:: Records provided ::

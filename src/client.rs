//! Plans API client
//!
//! Thin HTTP client over the plans backend. Every operation is exactly one
//! request/response exchange: no retries, no timeouts, no caching. Failures
//! (transport, non-success status, undecodable body) are returned to the
//! caller as-is.

use crate::config::ApiConfig;
use crate::error::ApiError;
use crate::types::{
    AddedLog, Focus, Health, LogEntry, LogRow, Payload, PlanId, WeekRequest, WorkoutRequest,
};
use async_trait::async_trait;
use reqwest::{Client, Method, RequestBuilder, Url};
use serde::de::DeserializeOwned;
use serde::Serialize;
use std::time::Instant;
use tracing::{debug, warn};

/// Base URL used when the configured value is empty.
pub const FALLBACK_API_BASE: &str = "http://127.0.0.1:8000";

/// Operations offered by the plans backend.
#[async_trait]
pub trait PlansApi: Send + Sync {
    /// Base URL every operation resolves against
    fn base_url(&self) -> &str;

    /// `GET /plans`
    async fn list_plans(&self) -> Result<Payload, ApiError>;

    /// `GET /plans/{id}`
    async fn get_plan(&self, id: &PlanId) -> Result<Payload, ApiError>;

    /// `POST /plans/generate` with the payload forwarded unchanged
    async fn generate_plan(&self, payload: &Payload) -> Result<Payload, ApiError>;

    /// `POST /plans/workout`
    async fn generate_workout(&self, request: &WorkoutRequest) -> Result<Payload, ApiError>;

    /// `POST /plans/week`
    async fn generate_week(&self, request: &WeekRequest) -> Result<Payload, ApiError>;

    /// `POST /logs/`
    async fn add_log(&self, entry: &LogEntry) -> Result<LogRow, ApiError>;

    /// `GET /logs/`, optionally filtered by focus
    async fn list_logs(&self, focus: Option<Focus>) -> Result<Vec<LogRow>, ApiError>;

    /// `GET /health`
    async fn health(&self) -> Result<Health, ApiError>;
}

/// Resolve a configured base URL into the form used for joining paths.
///
/// Empty values fall back to [`FALLBACK_API_BASE`]. The value must be an
/// absolute http(s) URL; a trailing `/` is dropped so joined paths never
/// contain `//`. Any path prefix is kept.
pub fn resolve_base_url(raw: &str) -> Result<String, ApiError> {
    let trimmed = raw.trim();
    let candidate = if trimmed.is_empty() {
        FALLBACK_API_BASE
    } else {
        trimmed
    };

    let parsed = Url::parse(candidate)
        .map_err(|e| ApiError::InvalidBaseUrl(format!("{}: {}", candidate, e)))?;
    if parsed.scheme() != "http" && parsed.scheme() != "https" {
        return Err(ApiError::InvalidBaseUrl(format!(
            "{}: scheme must be http or https",
            candidate
        )));
    }
    if parsed.query().is_some() || parsed.fragment().is_some() {
        return Err(ApiError::InvalidBaseUrl(format!(
            "{}: must not carry a query or fragment",
            candidate
        )));
    }

    Ok(candidate.trim_end_matches('/').to_string())
}

fn build_http_client() -> Result<Client, ApiError> {
    Client::builder()
        .no_proxy()
        .build()
        .map_err(|e| ApiError::ConfigError(format!("Failed to create HTTP client: {}", e)))
}

/// HTTP implementation of [`PlansApi`].
///
/// Cheap to clone; clones share the underlying connection pool.
#[derive(Debug, Clone)]
pub struct PlansClient {
    client: Client,
    base_url: String,
}

impl PlansClient {
    /// Create a client from explicit configuration.
    pub fn new(config: &ApiConfig) -> Result<Self, ApiError> {
        Self::with_base_url(&config.api_base)
    }

    /// Create a client targeting `base_url`.
    pub fn with_base_url(base_url: &str) -> Result<Self, ApiError> {
        let base_url = resolve_base_url(base_url)?;
        let client = build_http_client()?;
        Ok(Self { client, base_url })
    }

    fn url(&self, path: &str) -> String {
        format!("{}{}", self.base_url, path)
    }

    async fn get_json<T: DeserializeOwned>(&self, path: &str) -> Result<T, ApiError> {
        let url = self.url(path);
        let request = self.client.get(&url);
        self.send(Method::GET, url, request).await
    }

    async fn post_json<B, T>(&self, path: &str, body: &B) -> Result<T, ApiError>
    where
        B: Serialize + ?Sized + Sync,
        T: DeserializeOwned,
    {
        let url = self.url(path);
        let request = self.client.post(&url).json(body);
        self.send(Method::POST, url, request).await
    }

    async fn send<T: DeserializeOwned>(
        &self,
        method: Method,
        url: String,
        request: RequestBuilder,
    ) -> Result<T, ApiError> {
        let started = Instant::now();
        debug!(%method, %url, "Sending request");

        let response = match request.send().await {
            Ok(response) => response,
            Err(source) => {
                warn!(%method, %url, error = %source, "Request failed");
                return Err(ApiError::Transport {
                    method,
                    url,
                    source,
                });
            }
        };

        let status = response.status();
        let body = match response.bytes().await {
            Ok(body) => body,
            Err(source) => {
                warn!(%method, %url, error = %source, "Reading response body failed");
                return Err(ApiError::Transport {
                    method,
                    url,
                    source,
                });
            }
        };

        debug!(
            %method,
            %url,
            status = status.as_u16(),
            elapsed_ms = started.elapsed().as_millis() as u64,
            "Received response"
        );

        if !status.is_success() {
            warn!(%method, %url, status = status.as_u16(), "Request returned error status");
            return Err(ApiError::Status {
                method,
                url,
                status: status.as_u16(),
                body: String::from_utf8_lossy(&body).into_owned(),
            });
        }

        decode_body(&url, &body)
    }
}

/// Decode a success body from its raw bytes. An empty body decodes as JSON `null`.
fn decode_body<T: DeserializeOwned>(url: &str, body: &[u8]) -> Result<T, ApiError> {
    let decoded = if body.iter().all(u8::is_ascii_whitespace) {
        serde_json::from_value(serde_json::Value::Null)
    } else {
        serde_json::from_slice(body)
    };
    decoded.map_err(|source| ApiError::Decode {
        url: url.to_string(),
        source,
    })
}

#[async_trait]
impl PlansApi for PlansClient {
    fn base_url(&self) -> &str {
        &self.base_url
    }

    async fn list_plans(&self) -> Result<Payload, ApiError> {
        self.get_json("/plans").await
    }

    async fn get_plan(&self, id: &PlanId) -> Result<Payload, ApiError> {
        self.get_json(&format!("/plans/{}", id)).await
    }

    async fn generate_plan(&self, payload: &Payload) -> Result<Payload, ApiError> {
        self.post_json("/plans/generate", payload).await
    }

    async fn generate_workout(&self, request: &WorkoutRequest) -> Result<Payload, ApiError> {
        self.post_json("/plans/workout", request).await
    }

    async fn generate_week(&self, request: &WeekRequest) -> Result<Payload, ApiError> {
        self.post_json("/plans/week", request).await
    }

    async fn add_log(&self, entry: &LogEntry) -> Result<LogRow, ApiError> {
        let added: AddedLog = self.post_json("/logs/", entry).await?;
        Ok(added.added)
    }

    async fn list_logs(&self, focus: Option<Focus>) -> Result<Vec<LogRow>, ApiError> {
        let url = self.url("/logs/");
        let mut request = self.client.get(&url);
        if let Some(focus) = focus {
            request = request.query(&[("focus", focus.as_str())]);
        }
        self.send(Method::GET, url, request).await
    }

    async fn health(&self) -> Result<Health, ApiError> {
        self.get_json("/health").await
    }
}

:::

- To do
Output the records above exactly, from their first line through the line that contains "joined paths never", and add nothing.

- Answer below
filename src/client.rs
//! Plans API client
//!
//! Thin HTTP client over the plans backend. Every operation is exactly one
//! request/response exchange: no retries, no timeouts, no caching. Failures
//! (transport, non-success status, undecodable body) are returned to the
//! caller as-is.

use crate::config::ApiConfig;
use crate::error::ApiError;
use crate::types::{
    AddedLog, Focus, Health, LogEntry, LogRow, Payload, PlanId, WeekRequest, WorkoutRequest,
};
use async_trait::async_trait;
use reqwest::{Client, Method, RequestBuilder, Url};
use serde::de::DeserializeOwned;
use serde::Serialize;
use std::time::Instant;
use tracing::{debug, warn};

/// Base URL used when the configured value is empty.
pub const FALLBACK_API_BASE: &str = "http://127.0.0.1:8000";

/// Operations offered by the plans backend.
#[async_trait]
pub trait PlansApi: Send + Sync {
    /// Base URL every operation resolves against
    fn base_url(&self) -> &str;

    /// `GET /plans`
    async fn list_plans(&self) -> Result<Payload, ApiError>;

    /// `GET /plans/{id}`
    async fn get_plan(&self, id: &PlanId) -> Result<Payload, ApiError>;

    /// `POST /plans/generate` with the payload forwarded unchanged
    async fn generate_plan(&self, payload: &Payload) -> Result<Payload, ApiError>;

    /// `POST /plans/workout`
    async fn generate_workout(&self, request: &WorkoutRequest) -> Result<Payload, ApiError>;

    /// `POST /plans/week`
    async fn generate_week(&self, request: &WeekRequest) -> Result<Payload, ApiError>;

    /// `POST /logs/`
    async fn add_log(&self, entry: &LogEntry) -> Result<LogRow, ApiError>;

    /// `GET /logs/`, optionally filtered by focus
    async fn list_logs(&self, focus: Option<Focus>) -> Result<Vec<LogRow>, ApiError>;

    /// `GET /health`
    async fn health(&self) -> Result<Health, ApiError>;
}

/// Resolve a configured base URL into the form used for joining paths.
///
/// Empty values fall back to [`FALLBACK_API_BASE`]. The value must be an
/// absolute http(s) URL; a trailing `/` is dropped so joined paths never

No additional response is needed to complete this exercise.